Personally I think 12/48/96 would be more practical than the current 8/32/64. 32 bits is almost trivially easy to overflow whereas 48 bits is almost always enough when working with integers. And 64 bits is often insufficient or at least uncomfortably tight when packing bits together. Whereas by the time you've blown past 96 you should really just bust out the arrays and eat any overhead. Similarly I feel that 24 bits is also likely to be more practical than 16 bits in most cases.

phkahler 5 days ago | parent | next [-]

12 bit color would have been great. In the old days 4 bits for each of RGB, or even packing 2 pixels per byte. Today 12 bit per channel would be awesome, although high end cameras seem to be at 14 (which doesn't fit bytes well either).

Instruction sets - 12 bits for small chips and 24 for large ones. RISC-V instructions encode better in 24bits if you use immediate data after the opcode instead of inside it.

Physical memory is topping out near 40bits of address space and some virtual address implementations don't even use 64 bits on modern systems.

Floating point is kinda iffy. 36 bits with more than 24bit mantissa would be good. not sure what would replace doubles.

fc417fc802 5 days ago | parent [-]

Yeah it would be much more practical for color. 12 bit rgb4, 24 bit rgb8 or rgba6, and 48 bit rgb16 or rgba12 would all have proper alignment. The obvious rgb12 would obviate the need for the unholy mess of asymmetric 32 bit packed rgb formats we "enjoy" today.

Physical memory - Intel added support for 57 bits (up from 48 bits) in 2019, and AMD in 2022. 48 bit pointers obviously address the vast majority of needs. 96 bit pointers would make the developers of GC'd languages and VMs very happy (lots of tag bits).

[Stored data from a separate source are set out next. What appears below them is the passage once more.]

//! Result merging
//!
//! Combines vector and keyword candidates into one ranked, deduplicated and
//! bounded context. Sorting is stable, so keyword hits (all scored zero) keep
//! their phrase-then-AND order and land after every scored vector hit.

use super::CandidatePool;
use scripture_qa_common::DocumentRecord;
use std::collections::HashSet;

/// Documents chosen for the prompt, best first
#[derive(Debug, Clone, Default, PartialEq)]
pub struct RankedContext {
    pub documents: Vec<DocumentRecord>,
}

impl RankedContext {
    pub fn len(&self) -> usize {
        self.documents.len()
    }

    pub fn is_empty(&self) -> bool {
        self.documents.is_empty()
    }

    /// Highest similarity in the context, zero when empty
    pub fn top_similarity(&self) -> f64 {
        self.documents
            .iter()
            .map(DocumentRecord::score)
            .fold(0.0, f64::max)
    }

    pub fn iter(&self) -> impl Iterator<Item = &DocumentRecord> {
        self.documents.iter()
    }
}

/// Ranks and bounds a candidate pool
#[derive(Debug, Clone, Copy)]
pub struct ResultMerger {
    max_documents: usize,
    max_content_chars: usize,
}

impl ResultMerger {
    pub fn new(max_documents: usize, max_content_chars: usize) -> Self {
        Self {
            max_documents,
            max_content_chars,
        }
    }

    pub fn merge(&self, pool: CandidatePool) -> RankedContext {
        let mut candidates: Vec<DocumentRecord> = pool
            .vector
            .into_iter()
            .chain(pool.keyword)
            .map(|mut doc| {
                doc.similarity = Some(doc.score());
                doc
            })
            .collect();

        // Stable: equal scores keep their insertion order
        candidates.sort_by(|a, b| b.score().total_cmp(&a.score()));

        let mut seen = HashSet::new();
        let mut documents = Vec::with_capacity(self.max_documents.min(candidates.len()));

        for mut doc in candidates {
            if documents.len() == self.max_documents {
                break;
            }
            if !seen.insert(doc.identity_key()) {
                continue;
            }
            doc.truncate_content(self.max_content_chars);
            documents.push(doc);
        }

        RankedContext { documents }
    }
}

#[cfg(test)]
mod tests {
    use super::super::test_support::doc;
    use super::*;
    use scripture_qa_common::Provenance;

    fn merger() -> ResultMerger {
        ResultMerger::new(10, 2500)
    }

    fn scores(context: &RankedContext) -> Vec<f64> {
        context.iter().map(DocumentRecord::score).collect()
    }

    #[test]
    fn test_duplicate_across_pools_keeps_vector_score() {
        let pool = CandidatePool {
            vector: vec![doc("1", "X", "passage", Some(0.9))],
            keyword: vec![doc("1", "X", "passage", None)],
            failed_legs: vec![],
        };

        let context = merger().merge(pool);
        assert_eq!(context.len(), 1);
        assert_eq!(context.documents[0].similarity, Some(0.9));
        assert_eq!(context.documents[0].provenance, Provenance::Vector);
    }

    #[test]
    fn test_ranks_by_similarity_descending() {
        let pool = CandidatePool {
            vector: vec![doc("a", "A", "a", Some(0.3)), doc("c", "C", "c", Some(0.7))],
            keyword: vec![doc("b", "B", "b", None)],
            failed_legs: vec![],
        };

        let context = merger().merge(pool);
        assert_eq!(scores(&context), vec![0.7, 0.3, 0.0]);
    }

    #[test]
    fn test_keyword_hits_keep_insertion_order() {
        let pool = CandidatePool {
            vector: vec![doc("v", "V", "v", Some(0.21))],
            keyword: vec![
                doc("phrase", "P", "p", None),
                doc("and-1", "A1", "a1", None),
                doc("and-2", "A2", "a2", None),
            ],
            failed_legs: vec![],
        };

        let context = merger().merge(pool);
        let ids: Vec<&str> = context.iter().map(|d| d.id.as_deref().unwrap()).collect();
        assert_eq!(ids, vec!["v", "phrase", "and-1", "and-2"]);
        assert!(context.iter().skip(1).all(|d| d.similarity == Some(0.0)));
    }

    #[test]
    fn test_content_truncated_to_budget() {
        let pool = CandidatePool {
            vector: vec![doc("1", "Long", &"a".repeat(3000), Some(0.5))],
            ..CandidatePool::default()
        };

        let context = merger().merge(pool);
        assert_eq!(context.documents[0].content.chars().count(), 2500);
    }

    #[test]
    fn test_caps_at_ten_highest() {
        let vector: Vec<DocumentRecord> = (0..15)
            .map(|i| doc(&i.to_string(), &format!("T{}", i), "x", Some(i as f64 / 100.0)))
            .collect();
        let pool = CandidatePool {
            vector,
            ..CandidatePool::default()
        };

        let context = merger().merge(pool);
        assert_eq!(context.len(), 10);
        let ids: Vec<String> = context.iter().map(|d| d.id.clone().unwrap()).collect();
        let expected: Vec<String> = (5..15).rev().map(|i: i32| i.to_string()).collect();
        assert_eq!(ids, expected);
    }

    #[test]
    fn test_ties_broken_by_input_order_under_cap() {
        let vector: Vec<DocumentRecord> = (0..12)
            .map(|i| doc(&i.to_string(), "Same", &format!("c{}", i), Some(0.5)))
            .collect();
        let context = merger().merge(CandidatePool {
            vector,
            ..CandidatePool::default()
        });
        let ids: Vec<String> = context.iter().map(|d| d.id.clone().unwrap()).collect();
        let expected: Vec<String> = (0..10).map(|i: i32| i.to_string()).collect();
        assert_eq!(ids, expected);
    }

    #[test]
    fn test_dedup_without_id_uses_title_and_prefix() {
        let mut first = doc("", "Shared", "same opening text", None);
        first.id = None;
        let mut second = first.clone();
        second.content.push_str(" with a different ending");
        let mut third = doc("", "Other", "same opening text", None);
        third.id = None;

        let context = merger().merge(CandidatePool {
            keyword: vec![first, second, third],
            ..CandidatePool::default()
        });
        // The first two differ within the first 100 characters
        assert_eq!(context.len(), 3);

        let prefix = "p".repeat(100);
        let mut a = doc("", "Shared", &format!("{}tail-a", prefix), None);
        a.id = None;
        let mut b = doc("", "Shared", &format!("{}tail-b", prefix), None);
        b.id = None;
        let context = merger().merge(CandidatePool {
            keyword: vec![a, b],
            ..CandidatePool::default()
        });
        assert_eq!(context.len(), 1);
        assert!(context.documents[0].content.ends_with("tail-a"));
    }

    #[test]
    fn test_empty_pool_and_top_similarity() {
        let context = merger().merge(CandidatePool::default());
        assert!(context.is_empty());
        assert_eq!(context.top_similarity(), 0.0);

        let context = merger().merge(CandidatePool {
            vector: vec![doc("1", "A", "a", Some(0.44)), doc("2", "B", "b", Some(0.71))],
            ..CandidatePool::default()
        });
        assert_eq!(context.top_similarity(), 0.71);
    }
}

For floats presumably you'd match the native sizes to maintain alignment. An f48 with a 10 bit exponent and an f96 with a 15 or 17 bit exponent. I doubt the former has any downsides relative to an f32 and the latter we've already had the equivalent of since forever in the form of 80 bit extended precision floats with a 16 bit exponent.

Amusingly I'm just now realizing that the Intel 80 bit representation has a wider exponent than IEEE binary128.

I guess high end hardware that supports f128 would either be f144 or f192. The latter maintains alignment so presumably that would win out. Anyway pretty much no one supports f128 in hardware to begin with.

galangalalgol 5 days ago | parent | prev [-]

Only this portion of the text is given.